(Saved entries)
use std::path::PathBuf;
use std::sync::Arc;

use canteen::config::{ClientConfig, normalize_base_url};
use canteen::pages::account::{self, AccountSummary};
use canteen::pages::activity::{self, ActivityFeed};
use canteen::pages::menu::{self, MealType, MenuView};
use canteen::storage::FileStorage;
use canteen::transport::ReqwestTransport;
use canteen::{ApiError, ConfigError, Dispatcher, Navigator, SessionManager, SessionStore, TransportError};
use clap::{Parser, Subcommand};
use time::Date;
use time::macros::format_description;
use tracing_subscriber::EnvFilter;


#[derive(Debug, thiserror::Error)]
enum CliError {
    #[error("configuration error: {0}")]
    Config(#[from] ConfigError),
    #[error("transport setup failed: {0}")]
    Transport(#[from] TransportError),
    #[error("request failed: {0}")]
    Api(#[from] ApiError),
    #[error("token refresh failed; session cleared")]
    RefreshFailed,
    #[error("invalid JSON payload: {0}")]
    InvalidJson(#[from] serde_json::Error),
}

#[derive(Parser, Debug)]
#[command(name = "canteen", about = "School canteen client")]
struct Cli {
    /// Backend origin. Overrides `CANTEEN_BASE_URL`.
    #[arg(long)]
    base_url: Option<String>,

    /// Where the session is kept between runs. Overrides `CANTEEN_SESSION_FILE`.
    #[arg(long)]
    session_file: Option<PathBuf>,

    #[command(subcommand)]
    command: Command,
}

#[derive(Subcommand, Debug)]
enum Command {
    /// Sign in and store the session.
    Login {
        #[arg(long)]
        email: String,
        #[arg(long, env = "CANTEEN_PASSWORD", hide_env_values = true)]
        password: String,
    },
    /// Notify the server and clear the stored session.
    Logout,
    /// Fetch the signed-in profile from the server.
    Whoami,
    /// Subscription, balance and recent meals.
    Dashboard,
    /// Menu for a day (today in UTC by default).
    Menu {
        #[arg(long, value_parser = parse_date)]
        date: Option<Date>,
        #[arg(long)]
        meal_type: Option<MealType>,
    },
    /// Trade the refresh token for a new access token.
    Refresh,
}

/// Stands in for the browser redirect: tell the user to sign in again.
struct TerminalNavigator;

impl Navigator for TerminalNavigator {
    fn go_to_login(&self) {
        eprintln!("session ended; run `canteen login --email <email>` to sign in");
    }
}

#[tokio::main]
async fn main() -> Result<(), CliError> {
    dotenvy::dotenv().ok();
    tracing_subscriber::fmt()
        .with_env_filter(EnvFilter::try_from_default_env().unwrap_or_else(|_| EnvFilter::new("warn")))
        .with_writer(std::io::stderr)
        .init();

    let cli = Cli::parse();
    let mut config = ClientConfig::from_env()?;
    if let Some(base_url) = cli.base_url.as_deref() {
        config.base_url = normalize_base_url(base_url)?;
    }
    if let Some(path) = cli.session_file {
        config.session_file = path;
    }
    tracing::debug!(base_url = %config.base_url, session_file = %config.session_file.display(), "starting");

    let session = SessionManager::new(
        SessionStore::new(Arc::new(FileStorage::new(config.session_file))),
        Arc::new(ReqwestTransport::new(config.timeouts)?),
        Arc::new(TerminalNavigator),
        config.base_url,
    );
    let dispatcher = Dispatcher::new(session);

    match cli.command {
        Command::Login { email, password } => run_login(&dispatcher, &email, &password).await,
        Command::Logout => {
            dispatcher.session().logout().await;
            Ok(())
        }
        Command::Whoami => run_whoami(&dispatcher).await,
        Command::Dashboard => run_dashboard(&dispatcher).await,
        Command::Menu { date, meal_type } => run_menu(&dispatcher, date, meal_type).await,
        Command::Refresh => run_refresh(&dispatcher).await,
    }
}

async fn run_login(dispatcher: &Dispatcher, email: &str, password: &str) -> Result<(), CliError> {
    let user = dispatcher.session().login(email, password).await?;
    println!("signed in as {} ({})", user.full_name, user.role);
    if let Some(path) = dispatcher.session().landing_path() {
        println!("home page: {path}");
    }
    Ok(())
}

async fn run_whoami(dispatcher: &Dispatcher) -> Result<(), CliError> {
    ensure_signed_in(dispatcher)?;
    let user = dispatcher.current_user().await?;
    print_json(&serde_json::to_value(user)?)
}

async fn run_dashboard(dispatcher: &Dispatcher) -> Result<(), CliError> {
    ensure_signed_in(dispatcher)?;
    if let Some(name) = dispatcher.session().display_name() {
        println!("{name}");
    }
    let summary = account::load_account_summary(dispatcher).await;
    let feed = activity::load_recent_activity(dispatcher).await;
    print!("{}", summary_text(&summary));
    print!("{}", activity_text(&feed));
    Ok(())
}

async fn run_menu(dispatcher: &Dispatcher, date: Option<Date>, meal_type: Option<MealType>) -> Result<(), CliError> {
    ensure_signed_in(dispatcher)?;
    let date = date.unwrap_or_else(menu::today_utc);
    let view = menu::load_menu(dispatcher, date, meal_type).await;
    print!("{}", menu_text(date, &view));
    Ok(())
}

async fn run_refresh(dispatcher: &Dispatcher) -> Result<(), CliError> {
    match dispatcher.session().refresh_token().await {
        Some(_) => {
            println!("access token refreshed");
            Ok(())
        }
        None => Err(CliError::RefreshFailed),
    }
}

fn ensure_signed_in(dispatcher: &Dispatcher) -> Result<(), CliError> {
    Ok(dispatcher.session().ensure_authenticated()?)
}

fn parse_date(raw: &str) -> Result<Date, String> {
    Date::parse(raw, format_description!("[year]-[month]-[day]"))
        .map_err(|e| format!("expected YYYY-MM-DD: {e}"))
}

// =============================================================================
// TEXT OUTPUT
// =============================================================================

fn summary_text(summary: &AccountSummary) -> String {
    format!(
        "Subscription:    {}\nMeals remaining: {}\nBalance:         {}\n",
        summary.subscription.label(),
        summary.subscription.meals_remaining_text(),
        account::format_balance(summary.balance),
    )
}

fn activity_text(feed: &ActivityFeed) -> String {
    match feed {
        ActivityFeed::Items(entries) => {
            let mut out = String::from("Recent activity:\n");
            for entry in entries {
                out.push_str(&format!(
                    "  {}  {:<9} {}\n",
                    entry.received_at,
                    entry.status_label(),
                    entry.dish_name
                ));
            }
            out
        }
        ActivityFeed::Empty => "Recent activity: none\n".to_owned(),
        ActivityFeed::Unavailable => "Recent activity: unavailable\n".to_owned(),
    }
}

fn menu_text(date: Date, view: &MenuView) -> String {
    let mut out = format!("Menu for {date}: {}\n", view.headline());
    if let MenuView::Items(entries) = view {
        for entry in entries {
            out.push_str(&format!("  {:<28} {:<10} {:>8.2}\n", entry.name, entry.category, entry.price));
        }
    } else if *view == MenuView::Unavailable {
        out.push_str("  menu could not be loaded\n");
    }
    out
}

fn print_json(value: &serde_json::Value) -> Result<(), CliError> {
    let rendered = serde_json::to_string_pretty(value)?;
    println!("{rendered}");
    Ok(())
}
---
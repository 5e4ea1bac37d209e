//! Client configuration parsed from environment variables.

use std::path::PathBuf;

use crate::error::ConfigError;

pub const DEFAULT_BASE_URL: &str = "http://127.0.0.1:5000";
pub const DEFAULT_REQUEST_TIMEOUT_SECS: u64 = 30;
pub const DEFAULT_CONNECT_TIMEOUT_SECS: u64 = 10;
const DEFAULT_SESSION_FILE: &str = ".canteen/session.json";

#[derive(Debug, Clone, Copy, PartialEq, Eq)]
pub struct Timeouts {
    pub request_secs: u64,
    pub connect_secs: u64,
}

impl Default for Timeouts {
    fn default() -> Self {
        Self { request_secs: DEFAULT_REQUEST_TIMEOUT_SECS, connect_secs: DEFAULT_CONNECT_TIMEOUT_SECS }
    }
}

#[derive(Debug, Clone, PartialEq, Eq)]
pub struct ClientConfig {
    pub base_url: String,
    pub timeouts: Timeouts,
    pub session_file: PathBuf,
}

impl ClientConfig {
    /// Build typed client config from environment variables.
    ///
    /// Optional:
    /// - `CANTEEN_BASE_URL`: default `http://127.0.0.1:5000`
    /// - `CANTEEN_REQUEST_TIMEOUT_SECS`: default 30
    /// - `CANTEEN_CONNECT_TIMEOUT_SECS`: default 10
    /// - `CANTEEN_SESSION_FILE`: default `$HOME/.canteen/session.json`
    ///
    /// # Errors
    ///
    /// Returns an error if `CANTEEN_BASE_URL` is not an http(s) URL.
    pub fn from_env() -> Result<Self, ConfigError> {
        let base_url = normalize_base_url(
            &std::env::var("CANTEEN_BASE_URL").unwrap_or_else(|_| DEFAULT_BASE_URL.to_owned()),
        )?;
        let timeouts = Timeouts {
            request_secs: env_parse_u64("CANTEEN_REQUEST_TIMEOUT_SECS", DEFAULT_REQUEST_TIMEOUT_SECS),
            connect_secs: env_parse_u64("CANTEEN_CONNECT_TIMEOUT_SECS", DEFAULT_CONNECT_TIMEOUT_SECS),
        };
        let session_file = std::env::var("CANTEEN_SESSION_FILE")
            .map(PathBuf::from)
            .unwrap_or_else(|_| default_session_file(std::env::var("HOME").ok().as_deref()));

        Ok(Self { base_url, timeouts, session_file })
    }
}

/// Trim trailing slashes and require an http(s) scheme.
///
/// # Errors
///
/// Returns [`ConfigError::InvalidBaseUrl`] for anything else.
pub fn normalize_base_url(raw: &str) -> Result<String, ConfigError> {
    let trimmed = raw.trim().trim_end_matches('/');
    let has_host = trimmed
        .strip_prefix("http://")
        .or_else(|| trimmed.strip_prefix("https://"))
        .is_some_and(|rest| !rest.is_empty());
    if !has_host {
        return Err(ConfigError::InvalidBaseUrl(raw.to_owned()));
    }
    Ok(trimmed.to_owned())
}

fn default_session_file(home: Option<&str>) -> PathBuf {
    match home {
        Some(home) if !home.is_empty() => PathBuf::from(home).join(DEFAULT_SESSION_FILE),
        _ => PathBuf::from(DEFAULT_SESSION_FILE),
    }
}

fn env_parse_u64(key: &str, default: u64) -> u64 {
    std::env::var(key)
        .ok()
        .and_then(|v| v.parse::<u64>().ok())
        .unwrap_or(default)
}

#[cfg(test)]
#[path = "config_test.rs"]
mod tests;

### What you will do
Reproduce only the lines above, starting at the line with "the stored session." and ending at the line with "let user = dispatcher.session().login(email, password).await?;", exactly as written.

### Response to this exercise
    /// Notify the server and clear the stored session.
    Logout,
    /// Fetch the signed-in profile from the server.
    Whoami,
    /// Subscription, balance and recent meals.
    Dashboard,
    /// Menu for a day (today in UTC by default).
    Menu {
        #[arg(long, value_parser = parse_date)]
        date: Option<Date>,
        #[arg(long)]
        meal_type: Option<MealType>,
    },
    /// Trade the refresh token for a new access token.
    Refresh,
}

/// Stands in for the browser redirect: tell the user to sign in again.
struct TerminalNavigator;

impl Navigator for TerminalNavigator {
    fn go_to_login(&self) {
        eprintln!("session ended; run `canteen login --email <email>` to sign in");
    }
}

#[tokio::main]
async fn main() -> Result<(), CliError> {
    dotenvy::dotenv().ok();
    tracing_subscriber::fmt()
        .with_env_filter(EnvFilter::try_from_default_env().unwrap_or_else(|_| EnvFilter::new("warn")))
        .with_writer(std::io::stderr)
        .init();

    let cli = Cli::parse();
    let mut config = ClientConfig::from_env()?;
    if let Some(base_url) = cli.base_url.as_deref() {
        config.base_url = normalize_base_url(base_url)?;
    }
    if let Some(path) = cli.session_file {
        config.session_file = path;
    }
    tracing::debug!(base_url = %config.base_url, session_file = %config.session_file.display(), "starting");

    let session = SessionManager::new(
        SessionStore::new(Arc::new(FileStorage::new(config.session_file))),
        Arc::new(ReqwestTransport::new(config.timeouts)?),
        Arc::new(TerminalNavigator),
        config.base_url,
    );
    let dispatcher = Dispatcher::new(session);

    match cli.command {
        Command::Login { email, password } => run_login(&dispatcher, &email, &password).await,
        Command::Logout => {
            dispatcher.session().logout().await;
            Ok(())
        }
        Command::Whoami => run_whoami(&dispatcher).await,
        Command::Dashboard => run_dashboard(&dispatcher).await,
        Command::Menu { date, meal_type } => run_menu(&dispatcher, date, meal_type).await,
        Command::Refresh => run_refresh(&dispatcher).await,
    }
}

async fn run_login(dispatcher: &Dispatcher, email: &str, password: &str) -> Result<(), CliError> {
    let user = dispatcher.session().login(email, password).await?;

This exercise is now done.